代わりにオオカミが立っている事に気付く。
大きな口に飲み込まれる。
外から声が聞こえる。
おばあちゃ〜ん!赤ずきんがパンを持ってきたよー!入るねー!
(夢と現実)
赤ずきんちゃんのオマージュ、夢の中の夢?それとも現実?
あぁ、またあの目だ。
蔑むような、見下すような、軽蔑の目。
どこに行ってもあの目が追ってくる。
鬼退治に失敗した俺は、居場所を無くし彷徨うだけの存在に成り下がった。
一緒に闘ったお供達はさよならも言わずいつの間にか散り散りになっていた。今は独りだ。
おじい、おばあの家も空き家になっていて、どちらも同じく知らない間に居なくなっていた。
俺ももう限界だ。いや、既に限界を超えている。
このまま俺もさよならは言わないで去ろう。
もう一度鬼を倒しに。
(さよならは言わないで)
桃太郎のオマージュ、鬼退治に失敗した世界。
俺達は生きる為にどうしても襲わないといけなかったんだ。それが自然ってもんだろ?
その為にコチラが犠牲になるいわれはない!それを防ぐ為にコチラは反撃しただけだ。
大きなテーブルを挟んで言い争いが続いている。
一方は生きる為、一方は殺されない為。
光と闇、弱肉強食、ヤッタヤラナイ、ヤラレタラヤリカエス。
じゃぁ俺達は飢えて死んでもいいってのか!?
私達じゃなくちゃんと処理された食べ物を買って食えばいいじゃない!!
お前達の生き方をコチラに押し付けるな!!
だったらコチラも反撃したっていいじゃない!!
どちらの言い分も正しいのだが、どちらも自分達の主張に意地になっているのだ。
その狭間で、正誤の狭間で、光と闇の狭間でその主張をまとめる自分はいったいどちら側なのだろう?
(光と闇の狭間で)
童話上で襲う側と襲われた後反撃する側で言い争いをしているようだ。アナタはどちら側に居るの?
最近、距離感がおかしい気がする。
ヴァンパイアハンターであるにも関わらず吸血鬼を助け、その使い魔のコウモリと喫茶店に行き、吸血鬼とはラーメン屋に通い、奴の屋敷で暖炉にあたって日々を送っている。
このままでいいのだろうか?
奴を殺してしまえばこの仕事も終わるというのに、奴が不死であるから仕事に終わりはない。

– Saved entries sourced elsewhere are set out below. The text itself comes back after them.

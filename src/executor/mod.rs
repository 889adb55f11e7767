//! Side effects of the selected command.
//!
//! Each command runs synchronously against the host and either finishes or
//! hands back a [`Followup`]. Failures come back as [`ShortcutError`] for the
//! dispatcher to report.

mod save;

pub use save::{find_save_target, SaveTarget};

use crate::config::TimingConfig;
use crate::context::{normalize_text, Context};
use crate::error::ShortcutError;
use crate::followup::{DeferredStep, Followup};
use crate::fragment::{self, FragmentKind};
use crate::host::{ElementRef, Host, Notification, Target};
use crate::overlay::ShortcutsOverlay;
use crate::platform::PlatformMode;
use crate::shortcuts::CommandId;

/// Result of a command that did not fail.
#[derive(Debug, Clone, PartialEq, Eq)]
pub enum Outcome {
    Done,
    Pending(Followup),
}

/// Everything a command may touch while it runs.
pub struct Executor<'a, H: Host + ?Sized> {
    pub host: &'a mut H,
    pub ctx: &'a Context,
    pub overlay: &'a mut ShortcutsOverlay,
    pub mode: PlatformMode,
    pub timing: &'a TimingConfig,
}

impl<H: Host + ?Sized> Executor<'_, H> {
    pub fn run(&mut self, id: CommandId) -> Result<Outcome, ShortcutError> {
        match id {
            CommandId::ToggleHelp => {
                self.overlay.toggle(self.host, self.mode);
                Ok(Outcome::Done)
            }
            CommandId::CloseHelp => {
                self.overlay.hide(self.host);
                Ok(Outcome::Done)
            }
            CommandId::BlockEscapeInEditForm | CommandId::BlockChatEnter => {
                tracing::debug!(command = ?id, "suppressing host key handling");
                Ok(Outcome::Done)
            }
            CommandId::OpenEditDialog => self.open_fragment(FragmentKind::Edit),
            CommandId::OpenTextReminder => self.open_fragment(FragmentKind::TextReminder),
            CommandId::AssignCrew => self.assign_crew(),
            CommandId::ToggleMessages => {
                self.click_global(Target::MessageInboxButton, "Text message inbox button")
            }
            CommandId::ToggleActivityFeed => {
                self.click_global(Target::ActivityFeedButton, "Activity feed button")
            }
            CommandId::NotesTab => self.notes_tab(),
            CommandId::InfoTab => self.info_tab(),
            CommandId::ScrollToNotes => self.scroll_to_card("internal notes", "Internal notes card"),
            CommandId::ScrollToVisits => self.scroll_to_card("visits", "Visits card"),
            CommandId::ConfirmDeleteNote => {
                self.click_global(Target::DeleteNoteButton, "Delete button")
            }
            CommandId::SendChat => self.click_global(Target::ChatSend, "Send button"),
            CommandId::Save => self.save(),
        }
    }

    fn click_global(&mut self, target: Target, what: &'static str) -> Result<Outcome, ShortcutError> {
        let control = self
            .host
            .query(None, target)
            .ok_or(ShortcutError::TargetNotFound(what))?;
        tracing::debug!(?target, "clicking");
        self.host.click(control);
        Ok(Outcome::Done)
    }

    fn open_fragment(&mut self, kind: FragmentKind) -> Result<Outcome, ShortcutError> {
        if !self.ctx.dialog.is_visit_or_request() {
            return Err(ShortcutError::DIALOG_REQUIRED);
        }
        let request = fragment::locate(self.host, self.ctx.dialog.scope, kind)?;
        Ok(Outcome::Pending(Followup::Fetch(request)))
    }

    fn assign_crew(&mut self) -> Result<Outcome, ShortcutError> {
        let scope = self.ctx.dialog.scope;
        let button = Target::CREW_STRATEGIES
            .iter()
            .find_map(|t| self.host.query(scope, *t))
            .ok_or(ShortcutError::TargetNotFound("Assign Crew button"))?;
        self.host.click(button);
        Ok(Outcome::Done)
    }

    fn dialog_tab(&mut self, tab: Target, what: &'static str) -> Result<ElementRef, ShortcutError> {
        let tab = self
            .host
            .query(self.ctx.dialog.scope, tab)
            .ok_or(ShortcutError::TargetNotFound(what))?;
        self.host.click(tab);
        Ok(tab)
    }

    fn notes_tab(&mut self) -> Result<Outcome, ShortcutError> {
        self.dialog_tab(Target::NotesTab, "Notes tab")?;
        Ok(Outcome::Pending(Followup::After {
            delay: self.timing.tab_settle(),
            step: DeferredStep::FocusNoteField {
                scope: self.ctx.dialog.scope,
            },
        }))
    }

    fn info_tab(&mut self) -> Result<Outcome, ShortcutError> {
        self.dialog_tab(Target::InfoTab, "Info tab")?;
        Ok(Outcome::Done)
    }

    fn scroll_to_card(&mut self, title: &str, what: &'static str) -> Result<Outcome, ShortcutError> {
        let card = self
            .host
            .query_all(None, Target::CardTitle)
            .into_iter()
            .find(|t| normalize_text(&self.host.text(*t)) == title)
            .and_then(|t| self.host.closest(t, Target::Card))
            .ok_or(ShortcutError::TargetNotFound(what))?;
        self.host.scroll_into_view(card);
        Ok(Outcome::Done)
    }

    fn save(&mut self) -> Result<Outcome, ShortcutError> {
        let target = find_save_target(self.host).ok_or(ShortcutError::NoSaveTarget)?;
        tracing::debug!(?target, "save target");
        match target {
            SaveTarget::EmailSend(control)
            | SaveTarget::SmsSend(control)
            | SaveTarget::TodoSave(control) => {
                self.host.click(control);
                Ok(Outcome::Done)
            }
            SaveTarget::Note { field, save } => {
                self.host.focus(field);
                for notification in Notification::FLUSH_SEQUENCE {
                    tracing::trace!(
                        ?field,
                        event = notification.event_type(),
                        "flushing note field"
                    );
                    self.host.notify(field, notification);
                }
                Ok(Outcome::Pending(Followup::After {
                    delay: self.timing.save_settle(),
                    step: DeferredStep::Click(save),
                }))
            }
        }
    }
}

流石にヴァンパイアハンター協会のある街に居る妻の事も心配であるし、悩みどころだ。
そこに誰か喫茶店に入ってきた音がして、自分の座るボックス席に座って来た。
怪訝な顔をしつつ相手を見ると、すぐに相手の方から喋りかけてきた。
今日は口を火傷してないようだね。それと座ってからなんだが相席いいかい?あ、店員さん!『もはやお茶風味の牛乳的なミルクティー』1杯ちょうだい。アイツは一緒じゃないんだね。
そう一気に言った相手は、先日薬を貰った魔女だ。
この魔女も距離感が狂う勢いがある。
今の奴の具合や、心を見透かすようにオレの悩みを聞かれ思わず悩みを打ち明けてしまった。
そりゃ、協会が悪いね。不死なんだから殺せない。それをこんな若い奴に押し付けるなんてね。協会のお偉いさんに薬盛ってやろうか?
ヒヒヒっと笑う様な仕草をしながら自分の悩みに共感される。
全く、不思議と引き込まれる距離感の狂いが怖い。
(距離)
ハンター君、チョロいくらい自分の事話しちゃうから付け込まれてるんじゃ?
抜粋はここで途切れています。